The Cleanists is a short-form Australian comedy television and web series created by Tristram Baumber that premiered on 8 December 2013 on Showcase TV in the United Kingdom. The series follows four partners in a house-cleaning company as they face various crises and embark on surreal adventures.

==Plot==
Each five-minute episode of The Cleanists brings a new house to clean and a new and bizarre adventure for the characters to navigate. The dramatic centre of the show is everyman Gregg’s struggle to work with insane business partners Magda and Philip. The main emotional focus of the series is an ongoing love triangle between Philip, Gregg and Gregg’s long-time friend Libby.

==Characters==
- Gregg (James Chapman) – Long-suffering protagonist of the series.
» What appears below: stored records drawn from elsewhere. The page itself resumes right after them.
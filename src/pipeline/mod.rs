//! Run-level plumbing shared by the bin: entity keyword extraction from
//! classified documents, and the JSON envelope a run is reported in.

use std::time::Duration;

use chrono::{DateTime, Utc};
use serde::{Deserialize, Serialize};
use serde_json::Value;
use uuid::Uuid;

use crate::generation::TokenUsage;
use crate::scoring::ScoreReport;

/// Flattens a document classification plus its extracted-entity map into the
/// keyword list the retriever's semantic path consumes.
///
/// Keywords are the classification itself, every field path (dotted for
/// nested maps), and every non-empty string leaf value. Duplicates are
/// dropped, first occurrence wins.
pub fn extract_entity_keywords(classification: &str, extracted_entities: &Value) -> Vec<String> {
    let mut keywords = Vec::new();
    let mut push = |candidate: String| {
        let candidate = candidate.trim().to_string();
        if !candidate.is_empty() && !keywords.contains(&candidate) {
            keywords.push(candidate);
        }
    };

    push(classification.to_string());

    fn walk(value: &Value, prefix: &str, push: &mut impl FnMut(String)) {
        if let Value::Object(map) = value {
            for (key, child) in map {
                let path = if prefix.is_empty() {
                    key.clone()
                } else {
                    format!("{prefix}.{key}")
                };
                push(path.clone());
                match child {
                    Value::Object(_) => walk(child, &path, push),
                    Value::String(s) => push(s.clone()),
                    _ => {}
                }
            }
        }
    }

    walk(extracted_entities, "", &mut push);
    keywords
}

/// Wall-clock latency of each pipeline stage, in milliseconds.
#[derive(Debug, Clone, Default, Serialize, Deserialize)]
pub struct StageLatencies {
    pub scoring_ms: u64,
    #[serde(skip_serializing_if = "Option::is_none")]
    pub retrieval_ms: Option<u64>,
    #[serde(skip_serializing_if = "Option::is_none")]
    pub ranking_ms: Option<u64>,
}

/// Token totals across all completion calls in a run.
#[derive(Debug, Clone, Copy, Default, Serialize, Deserialize)]
pub struct TokenTotals {
    pub input_tokens: u64,
    pub output_tokens: u64,
    pub grand_total: u64,
}

impl From<TokenUsage> for TokenTotals {
    fn from(usage: TokenUsage) -> Self {
        Self {
            input_tokens: usage.input_tokens,
            output_tokens: usage.output_tokens,
            grand_total: usage.input_tokens + usage.output_tokens,
        }
    }
}

/// Envelope for one scoring run, persisted as the bin's output.
#[derive(Debug, Clone, Serialize, Deserialize)]
pub struct RunReport {
    pub run_id: Uuid,
    pub started_at: DateTime<Utc>,
    pub finished_at: DateTime<Utc>,
    pub latencies: StageLatencies,
    pub tokens: TokenTotals,
    #[serde(flatten)]
    pub report: ScoreReport,
}

impl RunReport {
    pub fn new(
        started_at: DateTime<Utc>,
        scoring_elapsed: Duration,
        usage: TokenUsage,
        report: ScoreReport,
    ) -> Self {
        Self {
            run_id: Uuid::new_v4(),
            started_at,
            finished_at: Utc::now(),
            latencies: StageLatencies {
                scoring_ms: scoring_elapsed.as_millis() as u64,
                retrieval_ms: None,
                ranking_ms: None,
            },
            tokens: usage.into(),
            report,
        }
    }
}
use std::sync::Arc;

use serde_json::{Map, json};

use crate::embedding::{EmbeddingCache, MockEmbedder};
use crate::graph::{GraphNode, MockGraphStore};

use super::model::{CandidateSet, RequirementRecord};
use super::retriever::{CandidateRetriever, RetrievalQuery};

fn node_with_id(id: &str) -> GraphNode {
    let mut properties = Map::new();
    properties.insert("id".to_string(), json!(id));
    GraphNode::new(None, vec!["Requirement".to_string()], properties)
}

fn retriever(
    store: &MockGraphStore,
    embedder: MockEmbedder,
) -> CandidateRetriever<MockGraphStore, MockEmbedder> {
    CandidateRetriever::new(
        Arc::new(store.clone()),
        Arc::new(EmbeddingCache::new(embedder)),
        "test-embed",
        0.5,
        20,
    )
}

#[test]
fn test_candidate_set_dedups_by_key_and_merges_programs() {
    let mut set = CandidateSet::new();
    set.insert(RequirementRecord::from_node(
        node_with_id("REQ-1"),
        vec!["A".to_string()],
    ));
    set.insert(RequirementRecord::from_node(
        node_with_id("REQ-1"),
        vec!["B".to_string()],
    ));

    assert_eq!(set.len(), 1);
    let record = set.iter().next().unwrap();
    assert_eq!(record.programs, vec!["A".to_string(), "B".to_string()]);
}

#[test]
fn test_anonymous_nodes_get_content_digest_keys() {
    let mut properties = Map::new();
    properties.insert("text".to_string(), json!("verify the appraisal"));
    let a = RequirementRecord::from_node(
        GraphNode::new(None, vec![], properties.clone()),
        Vec::new(),
    );
    let b = RequirementRecord::from_node(GraphNode::new(None, vec![], properties), Vec::new());

    // Same properties, same digest.
    assert_eq!(a.key, b.key);
    assert_eq!(a.key.len(), 64);
}

#[test]
fn test_record_key_strips_embedding_before_digesting() {
    let mut with = Map::new();
    with.insert("text".to_string(), json!("t"));
    with.insert("embedding".to_string(), json!([0.5, 0.5]));
    let mut without = Map::new();
    without.insert("text".to_string(), json!("t"));

    let a = RequirementRecord::from_node(GraphNode::new(None, vec![], with), Vec::new());
    let b = RequirementRecord::from_node(GraphNode::new(None, vec![], without), Vec::new());

    assert_eq!(a.key, b.key);
    assert!(a.embedding.is_some());
}

#[tokio::test]
async fn test_retrieve_without_entities_returns_category_path() {
    let store = MockGraphStore::new();
    store.add_requirement("REQ-1", "Income", &[], None);
    store.add_requirement("REQ-2", "Assets", &[], None);

    let retriever = retriever(&store, MockEmbedder::new(4));
    let result = retriever
        .retrieve(&RetrievalQuery {
            categories: vec!["Income".to_string()],
            ..Default::default()
        })
        .await
        .unwrap();

    assert_eq!(result.len(), 1);
    assert!(result.contains_key("REQ-1"));
}

#[tokio::test]
async fn test_intersection_narrows_category_result() {
    let store = MockGraphStore::new();
    // Both are Income; only REQ-1 carries an embedding, so only it can be
    // reached from the semantic path.
    store.add_requirement("REQ-1", "Income", &[], Some(vec![1.0, 0.0, 0.0, 0.0]));
    store.add_requirement("REQ-2", "Income", &[], None);

    let embedder = MockEmbedder::new(4);
    // Entity text whose mock vector is similar to REQ-1's stored vector.
    let entity = "income statement".to_string();
    let retriever = CandidateRetriever::new(
        Arc::new(store.clone()),
        Arc::new(EmbeddingCache::new(embedder)),
        "test-embed",
        -1.0, // accept any similarity so the mock vectors line up
        20,
    );

    let result = retriever
        .retrieve(&RetrievalQuery {
            categories: vec!["Income".to_string()],
            entities: vec![entity],
            ..Default::default()
        })
        .await
        .unwrap();

    assert_eq!(result.len(), 1);
    assert!(result.contains_key("REQ-1"));
}

#[tokio::test]
async fn test_empty_intersection_falls_back_to_category_path() {
    let store = MockGraphStore::new();
    store.add_requirement("REQ-1", "Income", &[], None);
    store.add_requirement("REQ-2", "Income", &[], None);

    // No stored embeddings at all, so the semantic path finds nothing.
    let retriever = retriever(&store, MockEmbedder::new(4));
    let result = retriever
        .retrieve(&RetrievalQuery {
            categories: vec!["Income".to_string()],
            entities: vec!["bank statement".to_string()],
            ..Default::default()
        })
        .await
        .unwrap();

    assert_eq!(result.len(), 2);
}

#[tokio::test]
async fn test_semantic_failure_degrades_to_category_path() {
    let store = MockGraphStore::new();
    store.add_requirement("REQ-1", "Income", &[], Some(vec![1.0, 0.0, 0.0, 0.0]));
    store.fail_next_similar();

    let retriever = retriever(&store, MockEmbedder::new(4));
    let result = retriever
        .retrieve(&RetrievalQuery {
            categories: vec!["Income".to_string()],
            entities: vec!["entity".to_string()],
            ..Default::default()
        })
        .await
        .unwrap();

    assert_eq!(result.len(), 1);
}

#[tokio::test]
async fn test_category_failure_is_fatal() {
    let store = MockGraphStore::new();
    store.fail_category();

    let retriever = retriever(&store, MockEmbedder::new(4));
    let result = retriever
        .retrieve(&RetrievalQuery {
            categories: vec!["Income".to_string()],
            ..Default::default()
        })
        .await;

    assert!(result.is_err());
}

#[tokio::test]
async fn test_each_entity_gets_its_own_session() {
    let store = MockGraphStore::new();
    store.add_requirement("REQ-1", "Income", &[], Some(vec![1.0, 0.0, 0.0, 0.0]));

    let retriever = retriever(&store, MockEmbedder::new(4));
    retriever
        .retrieve(&RetrievalQuery {
            categories: vec!["Income".to_string()],
            entities: vec!["a".to_string(), "b".to_string(), "c".to_string()],
            ..Default::default()
        })
        .await
        .unwrap();

    // One session for the category path, one per entity.
    assert_eq!(store.sessions_opened(), 4);
}
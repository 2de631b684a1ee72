use thiserror::Error;

#[derive(Debug, Error)]
/// Errors returned by the embedding service client.
pub enum EmbeddingError {
    /// The HTTP request failed before a response was received.
    #[error("embedding request failed: {message}")]
    RequestFailed {
        /// Transport error message.
        message: String,
    },

    /// The service answered with a non-success status.
    #[error("embedding service returned status {status}: {message}")]
    ServiceError {
        /// HTTP status code.
        status: u16,
        /// Response body (truncated).
        message: String,
    },

    /// The response body could not be decoded.
    #[error("malformed embedding response: {message}")]
    MalformedResponse {
        /// Decode error message.
        message: String,
    },

    /// The batch response did not contain a vector for every input.
    #[error("embedding batch returned {actual} vectors for {expected} inputs")]
    BatchLengthMismatch {
        /// Number of inputs sent.
        expected: usize,
        /// Number of vectors received.
        actual: usize,
    },
}
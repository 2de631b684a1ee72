//! Knowledge-graph store access.
//!
//! [`GraphStore`] hands out [`GraphSession`]s, the unit of work given to a
//! concurrent task. [`Neo4jStore`] is the production backend; results cross
//! the boundary as [`GraphNode`] values rather than driver types.

pub mod error;
pub mod node;
pub mod store;

#[cfg(any(test, feature = "mock"))]
pub mod mock;

#[cfg(test)]
mod tests;

pub use error::GraphError;
pub use node::{CategoryMatch, GraphNode};
pub use store::{GraphSession, GraphStore, Neo4jSession, Neo4jStore};

#[cfg(any(test, feature = "mock"))]
pub use mock::{MockGraphSession, MockGraphStore};
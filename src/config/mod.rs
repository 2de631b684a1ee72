//! Environment-backed configuration.
//!
//! Most settings have defaults. Override with `LINTEL_*` environment variables.
//! Credentials (`LINTEL_GRAPH_PASSWORD`, `LINTEL_EMBED_API_KEY`) have no
//! defaults and are validated eagerly: a missing credential is fatal at
//! startup, never at first use.

pub mod error;

#[cfg(test)]
mod tests;

pub use error::ConfigError;

use std::env;
use std::path::PathBuf;

/// Pipeline configuration loaded from environment variables.
///
/// Use [`Config::from_env`] to read `LINTEL_*` overrides on top of defaults.
#[derive(Debug, Clone)]
pub struct Config {
    /// Bolt endpoint of the knowledge-graph store. Default: `bolt://localhost:7687`.
    pub graph_uri: String,

    /// Graph store username. Default: `neo4j`.
    pub graph_user: String,

    /// Graph store password. Required.
    pub graph_password: String,

    /// Base URL of the embedding service (OpenAI-compatible).
    /// Default: `https://api.openai.com/v1`.
    pub embed_base_url: String,

    /// Embedding service API key. Required.
    pub embed_api_key: String,

    /// Embedding model identifier. Default: `text-embedding-3-large`.
    pub embed_model: String,

    /// Text-generation model identifier. Default: `gpt-4o-mini`.
    pub generation_model: String,

    /// Minimum cosine similarity for the semantic retrieval path. Default: `0.5`.
    pub similarity_threshold: f32,

    /// Similar-node limit per entity for the semantic retrieval path. Default: `20`.
    pub semantic_top_k: usize,

    /// Max entries held by the embedding cache before a flush. Default: `1000`.
    pub embed_cache_capacity: usize,

    /// Optional path to a scoring-weights JSON file. When unset, compiled-in
    /// defaults are used.
    pub scoring_config_path: Option<PathBuf>,
}

/// Default graph endpoint used when `LINTEL_GRAPH_URI` is not set.
pub const DEFAULT_GRAPH_URI: &str = "bolt://localhost:7687";

/// Default embedding endpoint used when `LINTEL_EMBED_BASE_URL` is not set.
pub const DEFAULT_EMBED_BASE_URL: &str = "https://api.openai.com/v1";

impl Config {
    const ENV_GRAPH_URI: &'static str = "LINTEL_GRAPH_URI";
    const ENV_GRAPH_USER: &'static str = "LINTEL_GRAPH_USER";
    const ENV_GRAPH_PASSWORD: &'static str = "LINTEL_GRAPH_PASSWORD";
    const ENV_EMBED_BASE_URL: &'static str = "LINTEL_EMBED_BASE_URL";
    const ENV_EMBED_API_KEY: &'static str = "LINTEL_EMBED_API_KEY";
    const ENV_EMBED_MODEL: &'static str = "LINTEL_EMBED_MODEL";
    const ENV_GENERATION_MODEL: &'static str = "LINTEL_GENERATION_MODEL";
    const ENV_SIMILARITY_THRESHOLD: &'static str = "LINTEL_SIMILARITY_THRESHOLD";
    const ENV_SEMANTIC_TOP_K: &'static str = "LINTEL_SEMANTIC_TOP_K";
    const ENV_EMBED_CACHE_CAPACITY: &'static str = "LINTEL_EMBED_CACHE_CAPACITY";
    const ENV_SCORING_CONFIG: &'static str = "LINTEL_SCORING_CONFIG";

    /// Loads configuration from environment variables (falling back to defaults).
    pub fn from_env() -> Result<Self, ConfigError> {
        let graph_uri =
            Self::parse_string_from_env(Self::ENV_GRAPH_URI, DEFAULT_GRAPH_URI.to_string());
        let graph_user = Self::parse_string_from_env(Self::ENV_GRAPH_USER, "neo4j".to_string());
        let graph_password = Self::parse_required_from_env(Self::ENV_GRAPH_PASSWORD)?;
        let embed_base_url = Self::parse_string_from_env(
            Self::ENV_EMBED_BASE_URL,
            DEFAULT_EMBED_BASE_URL.to_string(),
        );
        let embed_api_key = Self::parse_required_from_env(Self::ENV_EMBED_API_KEY)?;
        let embed_model = Self::parse_string_from_env(
            Self::ENV_EMBED_MODEL,
            "text-embedding-3-large".to_string(),
        );
        let generation_model =
            Self::parse_string_from_env(Self::ENV_GENERATION_MODEL, "gpt-4o-mini".to_string());
        let similarity_threshold =
            Self::parse_f32_from_env(Self::ENV_SIMILARITY_THRESHOLD, 0.5)?;
        let semantic_top_k = Self::parse_usize_from_env(Self::ENV_SEMANTIC_TOP_K, 20)?;
        let embed_cache_capacity =
            Self::parse_usize_from_env(Self::ENV_EMBED_CACHE_CAPACITY, 1000)?;
        let scoring_config_path = Self::parse_optional_path_from_env(Self::ENV_SCORING_CONFIG);

        let config = Self {
            graph_uri,
            graph_user,
            graph_password,
            embed_base_url,
            embed_api_key,
            embed_model,
            generation_model,
            similarity_threshold,
            semantic_top_k,
            embed_cache_capacity,
            scoring_config_path,
        };
        config.validate()?;

        Ok(config)
    }

    /// Validates value ranges and referenced paths (does not open connections).
    pub fn validate(&self) -> Result<(), ConfigError> {
        if !(0.0..=1.0).contains(&self.similarity_threshold) {
            return Err(ConfigError::ThresholdOutOfRange {
                value: self.similarity_threshold,
            });
        }

        if let Some(ref path) = self.scoring_config_path {
            if path.exists() && !path.is_file() {
                return Err(ConfigError::NotAFile { path: path.clone() });
            }
        }

        Ok(())
    }

    fn parse_required_from_env(var: &'static str) -> Result<String, ConfigError> {
        env::var(var)
            .ok()
            .map(|v| v.trim().to_string())
            .filter(|v| !v.is_empty())
            .ok_or(ConfigError::MissingCredential { var })
    }

    fn parse_string_from_env(var: &str, default: String) -> String {
        env::var(var).unwrap_or(default)
    }

    fn parse_optional_path_from_env(var: &str) -> Option<PathBuf> {
        env::var(var)
            .ok()
            .map(|v| v.trim().to_string())
            .filter(|v| !v.is_empty())
            .map(PathBuf::from)
    }

    fn parse_f32_from_env(var: &'static str, default: f32) -> Result<f32, ConfigError> {
        match env::var(var) {
            Ok(value) => value.parse().map_err(|e: std::num::ParseFloatError| {
                ConfigError::InvalidValue {
                    var,
                    value,
                    message: e.to_string(),
                }
            }),
            Err(_) => Ok(default),
        }
    }

    fn parse_usize_from_env(var: &'static str, default: usize) -> Result<usize, ConfigError> {
        match env::var(var) {
            Ok(value) => value.parse().map_err(|e: std::num::ParseIntError| {
                ConfigError::InvalidValue {
                    var,
                    value,
                    message: e.to_string(),
                }
            }),
            Err(_) => Ok(default),
        }
    }
}
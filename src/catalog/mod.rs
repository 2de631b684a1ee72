//! In-memory catalog of underwriting conditions.
//!
//! Rows come from the caller (the upstream system materializes them from its
//! condition spreadsheet); this module only holds them and answers the
//! classification/field filter used to pick which conditions to evaluate
//! against a document.

use std::sync::LazyLock;

use regex::Regex;
use serde::{Deserialize, Serialize};
use tracing::{debug, info};

/// One underwriting condition.
#[derive(Debug, Clone, Default, Serialize, Deserialize)]
pub struct ConditionRow {
    pub title: String,
    #[serde(default)]
    pub description: String,
    /// Comma-separated document types this condition applies to, or an
    /// "All Docs" marker for universal conditions.
    #[serde(default)]
    pub related_documents: String,
    /// Comma-separated field names whose presence makes the condition
    /// checkable against an extracted document.
    #[serde(default)]
    pub suggested_data_elements: String,
}

static ALL_DOCS: LazyLock<Regex> =
    LazyLock::new(|| Regex::new(r"(?i)all\s+doc").expect("valid literal regex"));

#[derive(Debug, Clone, Default)]
pub struct ConditionCatalog {
    rows: Vec<ConditionRow>,
}

impl ConditionCatalog {
    pub fn new(rows: Vec<ConditionRow>) -> Self {
        Self { rows }
    }

    pub fn len(&self) -> usize {
        self.rows.len()
    }

    pub fn is_empty(&self) -> bool {
        self.rows.is_empty()
    }

    pub fn lookup(&self, title: &str) -> Option<&ConditionRow> {
        self.rows.iter().find(|r| r.title == title)
    }

    /// Selects conditions applicable to a classified document.
    ///
    /// A condition qualifies when its related documents mention the
    /// classification and, if `document_fields` is non-empty, at least one
    /// field appears in its suggested data elements. When that intersection
    /// comes up empty, universal "All Docs" conditions are returned instead.
    /// With no fields supplied, classification matches alone qualify.
    pub fn filter_by_classification(
        &self,
        classification: &str,
        document_fields: &[String],
        loan_program: Option<&str>,
    ) -> Vec<&ConditionRow> {
        let classification_lower = classification.to_lowercase();
        let classification_matches: Vec<&ConditionRow> = self
            .rows
            .iter()
            .filter(|r| r.related_documents.to_lowercase().contains(&classification_lower))
            .collect();

        if document_fields.is_empty() {
            debug!(
                count = classification_matches.len(),
                "classification-only condition filter"
            );
            return classification_matches;
        }

        let fields_lower: Vec<String> =
            document_fields.iter().map(|f| f.to_lowercase()).collect();
        let matching: Vec<&ConditionRow> = classification_matches
            .into_iter()
            .filter(|r| {
                let elements = r.suggested_data_elements.to_lowercase();
                fields_lower.iter().any(|f| elements.contains(f.as_str()))
            })
            .collect();

        if !matching.is_empty() {
            info!(
                count = matching.len(),
                program = loan_program.unwrap_or("-"),
                "conditions matched classification and fields"
            );
            return matching;
        }

        let fallback: Vec<&ConditionRow> = self
            .rows
            .iter()
            .filter(|r| ALL_DOCS.is_match(&r.related_documents))
            .collect();
        info!(count = fallback.len(), "falling back to universal conditions");
        fallback
    }
}

#[cfg(test)]
mod tests;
Gregg hates working with Magda and Philip, but his long-standing feelings for Libby mean he’s trapped working with The Cleanists as long as she is.
- Libby (Shanon Kulupach) – Sunny and good-natured 'girl next door' who becomes increasingly involved with Philip and doesn't seem to notice his eccentricities.
- Magda (Gabriella Stevens) – Believes herself to be the boss of The Cleanists, despite all evidence it’s an equal partnership. Magda is ambitious, focused and not above trapping her workmates in confined spaces if there’s a good business reason for doing so.
- Philip (Craig Lindeman) – Wildcard of the group and resident weirdo. Philip attempts to psychologically destroy his male co-worker, Gregg, and has designs on Libby.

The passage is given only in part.